EXERCISE: Give the number of lines in the records below that contain the word "unreachable", and nothing more.

DATA FOR ANALYSIS:
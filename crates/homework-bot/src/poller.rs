//! The poll loop
//!
//! Each tick runs one sequential pipeline: fetch, validate, detect changes,
//! notify. A tick never fails: any error is reported to the chat and the
//! next tick simply tries again with the same cursor.

use std::future::Future;
use std::time::Duration;

use homework_bot_core::message::format_error_message;
use homework_bot_core::response::{check_response, current_date};
use homework_bot_core::tracker::{ChangeTracker, Report};
use homework_bot_core::CoreError;

use crate::practicum::HomeworkSource;
use crate::prelude::*;
use crate::telegram::{Bot, Notifier};

/// What a single tick did
#[derive(Debug, Clone, PartialEq, Eq)]
pub enum TickOutcome {
    /// A status change was sent and the cursor moved to `cursor`.
    Notified { cursor: i64 },
    /// The newest homework matches the last report.
    Unchanged,
    NoHomeworks,
    /// The iteration failed; `message` is the text sent to the chat.
    Failed { message: String },
}

pub struct Poller<S, B> {
    source: S,
    notifier: Notifier<B>,
    tracker: ChangeTracker,
    cursor: i64,
}

impl<S: HomeworkSource, B: Bot> Poller<S, B> {
    pub fn new(source: S, notifier: Notifier<B>, cursor: i64) -> Self {
        Self {
            source,
            notifier,
            tracker: ChangeTracker::new(),
            cursor,
        }
    }

    pub fn cursor(&self) -> i64 {
        self.cursor
    }

    pub fn last_report(&self) -> Option<&Report> {
        self.tracker.last()
    }

    /// Run one iteration, turning any failure into a chat notification
    pub async fn tick(&mut self) -> TickOutcome {
        match self.poll().await {
            Ok(outcome) => outcome,
            Err(err) => {
                log_failure(&err);
                let message = format_error_message(&err);
                self.notifier.notify(&message).await;
                TickOutcome::Failed { message }
            }
        }
    }

    /// Tick forever, sleeping `retry_period` after every tick
    ///
    /// Returns when the process receives Ctrl-C.
    pub async fn run(self, retry_period: Duration) {
        self.run_until(retry_period, async {
            if let Err(err) = tokio::signal::ctrl_c().await {
                log::error!("Failed to listen for Ctrl-C: {err}");
                std::future::pending::<()>().await;
            }
        })
        .await;
        log::info!("Interrupted, shutting down");
    }

    /// Tick forever until `shutdown` resolves
    ///
    /// `shutdown` is polled across the whole loop turn, so it also interrupts
    /// a tick that is waiting on the network.
    pub async fn run_until(
        mut self,
        retry_period: Duration,
        shutdown: impl Future<Output = ()>,
    ) {
        tokio::pin!(shutdown);

        loop {
            let turn = async {
                let outcome = self.tick().await;
                log::debug!("Tick finished: {outcome:?}, cursor={}", self.cursor);
                tokio::time::sleep(retry_period).await;
            };

            tokio::select! {
                _ = &mut shutdown => return,
                _ = turn => {}
            }
        }
    }

    async fn poll(&mut self) -> Result<TickOutcome, Error> {
        let response = self.source.fetch(self.cursor).await?;
        let homeworks = check_response(&response)?;
        log::info!("Received {} homework(s)", homeworks.len());

        if homeworks.is_empty() {
            log::debug!("No new homework");
            return Ok(TickOutcome::NoHomeworks);
        }

        let Some(report) = self.tracker.check(homeworks)? else {
            log::debug!("Homework status has not changed");
            return Ok(TickOutcome::Unchanged);
        };
        let cursor = current_date(&response)?;

        self.notifier.notify(&report.message).await;
        self.tracker.commit(report);
        self.cursor = cursor;

        Ok(TickOutcome::Notified { cursor })
    }
}

fn log_failure(err: &Error) {
    match err {
        Error::EmptyApiResponse(_) => log::error!("API request failed: {err}"),
        Error::Validation(CoreError::UnknownStatus(_)) => {
            log::error!("Unexpected homework status: {err}")
        }
        Error::Validation(_) => log::error!("Malformed API response: {err}"),
    }
}

#[cfg(test)]
mod tests {
    use super::*;
    use crate::error::DeliveryError;
    use serde_json::{json, Value};
    use std::collections::VecDeque;
    use std::sync::{Arc, Mutex};

    #[derive(Default)]
    struct ScriptedSource {
        responses: Mutex<VecDeque<Result<Value, Error>>>,
        requested: Arc<Mutex<Vec<i64>>>,
    }

    impl ScriptedSource {
        fn new(responses: Vec<Result<Value, Error>>) -> Self {
            Self {
                responses: Mutex::new(responses.into()),
                requested: Arc::default(),
            }
        }
    }

    impl HomeworkSource for ScriptedSource {
        async fn fetch(&self, from_date: i64) -> Result<Value, Error> {
            self.requested.lock().unwrap().push(from_date);
            self.responses
                .lock()
                .unwrap()
                .pop_front()
                .expect("no scripted response left")
        }
    }

    #[derive(Clone, Default)]
    struct RecordingBot {
        sent: Arc<Mutex<Vec<String>>>,
        fail: bool,
    }

    impl Bot for RecordingBot {
        async fn send_message(&self, _chat_id: &str, text: &str) -> Result<(), DeliveryError> {
            if self.fail {
                return Err(DeliveryError("network unreachable".to_string()));
            }
            self.sent.lock().unwrap().push(text.to_string());
            Ok(())
        }
    }

    fn poller(
        responses: Vec<Result<Value, Error>>,
        bot: RecordingBot,
    ) -> Poller<ScriptedSource, RecordingBot> {
        Poller::new(ScriptedSource::new(responses), Notifier::new(bot, "42"), 0)
    }

    fn response(name: &str, status: &str, current_date: i64) -> Result<Value, Error> {
        Ok(json!({
            "homeworks": [{"homework_name": name, "status": status}],
            "current_date": current_date
        }))
    }

    const REVIEWING_HW1: &str =
        "Изменился статус проверки работы \"hw1\". Работа взята на проверку ревьюером.";
    const APPROVED_HW1: &str = concat!(
        "Изменился статус проверки работы \"hw1\". ",
        "Работа проверена: ревьюеру всё понравилось. Ура!"
    );

    #[tokio::test]
    async fn test_tick_notifies_and_advances_cursor() {
        let bot = RecordingBot::default();
        let mut poller = poller(vec![response("hw1", "reviewing", 1000)], bot.clone());

        assert_eq!(poller.tick().await, TickOutcome::Notified { cursor: 1000 });
        assert_eq!(poller.cursor(), 1000);
        assert_eq!(*bot.sent.lock().unwrap(), vec![REVIEWING_HW1.to_string()]);
        assert_eq!(poller.last_report().unwrap().homework_name, "hw1");
    }

    #[tokio::test]
    async fn test_tick_same_status_is_not_sent_twice() {
        let bot = RecordingBot::default();
        let mut poller = poller(
            vec![
                response("hw1", "reviewing", 1000),
                response("hw1", "reviewing", 1500),
            ],
            bot.clone(),
        );

        poller.tick().await;
        assert_eq!(poller.tick().await, TickOutcome::Unchanged);

        assert_eq!(poller.cursor(), 1000);
        assert_eq!(bot.sent.lock().unwrap().len(), 1);
    }

    #[tokio::test]
    async fn test_tick_status_change_is_sent() {
        let bot = RecordingBot::default();
        let mut poller = poller(
            vec![
                response("hw1", "reviewing", 1000),
                response("hw1", "approved", 2000),
            ],
            bot.clone(),
        );

        poller.tick().await;
        assert_eq!(poller.tick().await, TickOutcome::Notified { cursor: 2000 });

        let sent = bot.sent.lock().unwrap();
        assert_eq!(sent.len(), 2);
        assert_eq!(sent[1], APPROVED_HW1);
    }

    #[tokio::test]
    async fn test_tick_uses_cursor_for_next_request() {
        let source = ScriptedSource::new(vec![
            response("hw1", "reviewing", 1000),
            response("hw1", "approved", 2000),
        ]);
        let requested = source.requested.clone();
        let mut poller = Poller::new(source, Notifier::new(RecordingBot::default(), "42"), 7);

        poller.tick().await;
        poller.tick().await;

        assert_eq!(*requested.lock().unwrap(), vec![7, 1000]);
    }

    #[tokio::test]
    async fn test_tick_empty_homeworks() {
        let bot = RecordingBot::default();
        let mut poller = poller(
            vec![Ok(json!({"homeworks": [], "current_date": 3000}))],
            bot.clone(),
        );

        assert_eq!(poller.tick().await, TickOutcome::NoHomeworks);
        assert_eq!(poller.cursor(), 0);
        assert!(bot.sent.lock().unwrap().is_empty());
    }

    #[tokio::test]
    async fn test_tick_transport_failure_is_reported() {
        let bot = RecordingBot::default();
        let mut poller = poller(
            vec![Err(Error::EmptyApiResponse("HTTP 500".to_string()))],
            bot.clone(),
        );

        let outcome = poller.tick().await;

        let expected =
            "При работе программы обнаружена ошибка: Запрос к API не выполнен: HTTP 500!";
        assert_eq!(
            outcome,
            TickOutcome::Failed {
                message: expected.to_string()
            }
        );
        assert_eq!(*bot.sent.lock().unwrap(), vec![expected.to_string()]);
        assert_eq!(poller.cursor(), 0);
    }

    #[tokio::test]
    async fn test_tick_validation_failure_keeps_state() {
        let bot = RecordingBot::default();
        let mut poller = poller(
            vec![
                response("hw1", "reviewing", 1000),
                Ok(json!({"current_date": 2000})),
                response("hw1", "lost", 2000),
            ],
            bot.clone(),
        );

        poller.tick().await;
        assert!(matches!(poller.tick().await, TickOutcome::Failed { .. }));
        assert!(matches!(poller.tick().await, TickOutcome::Failed { .. }));

        assert_eq!(poller.cursor(), 1000);
        assert_eq!(poller.last_report().unwrap().message, REVIEWING_HW1);

        let sent = bot.sent.lock().unwrap();
        assert_eq!(sent.len(), 3);
        assert!(sent[1].contains("Ключ homeworks не найден"));
        assert!(sent[2].contains("Статус работы неизвестен: lost"));
    }

    #[tokio::test]
    async fn test_tick_bad_current_date_is_not_sent() {
        let bot = RecordingBot::default();
        let mut poller = poller(
            vec![Ok(json!({
                "homeworks": [{"homework_name": "hw1", "status": "approved"}],
                "current_date": "soon"
            }))],
            bot.clone(),
        );

        assert!(matches!(poller.tick().await, TickOutcome::Failed { .. }));
        assert!(poller.last_report().is_none());

        let sent = bot.sent.lock().unwrap();
        assert_eq!(sent.len(), 1);
        assert!(sent[0].contains("current_date"));
    }

    #[tokio::test]
    async fn test_tick_delivery_failure_does_not_escalate() {
        let bot = RecordingBot {
            fail: true,
            ..Default::default()
        };
        let mut poller = poller(vec![response("hw1", "rejected", 1000)], bot);

        // The report is committed even though the chat was unreachable.
        assert_eq!(poller.tick().await, TickOutcome::Notified { cursor: 1000 });
        assert!(poller.last_report().is_some());
    }

    #[tokio::test]
    async fn test_tick_literal_empty_response_without_current_date() {
        let bot = RecordingBot::default();
        let mut poller = poller(vec![Ok(json!({"homeworks": []}))], bot.clone());

        let TickOutcome::Failed { message } = poller.tick().await else {
            panic!("a response without current_date must fail the tick");
        };
        assert!(message.contains("Ключ current_date не найден"));
        assert_eq!(*bot.sent.lock().unwrap(), vec![message]);
        assert_eq!(poller.cursor(), 0);
    }

    // ============================================================================
    // run_until tests
    // ============================================================================

    struct HangingSource;

    impl HomeworkSource for HangingSource {
        async fn fetch(&self, _from_date: i64) -> Result<Value, Error> {
            std::future::pending().await
        }
    }

    #[tokio::test]
    async fn test_run_until_interrupts_a_tick_in_flight() {
        let bot = RecordingBot::default();
        let poller = Poller::new(HangingSource, Notifier::new(bot.clone(), "42"), 0);
        let shutdown = tokio::time::sleep(Duration::from_millis(50));

        let stopped = tokio::time::timeout(
            Duration::from_secs(5),
            poller.run_until(Duration::from_secs(600), shutdown),
        )
        .await;

        assert!(stopped.is_ok());
        assert!(bot.sent.lock().unwrap().is_empty());
    }

    #[tokio::test]
    async fn test_run_until_interrupts_the_sleep() {
        let bot = RecordingBot::default();
        let poller = poller(vec![response("hw1", "reviewing", 1000)], bot.clone());
        let shutdown = tokio::time::sleep(Duration::from_millis(50));

        let stopped = tokio::time::timeout(
            Duration::from_secs(5),
            poller.run_until(Duration::from_secs(600), shutdown),
        )
        .await;

        assert!(stopped.is_ok());
        assert_eq!(*bot.sent.lock().unwrap(), vec![REVIEWING_HW1.to_string()]);
    }
}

ANSWER FOR THE TASK: 2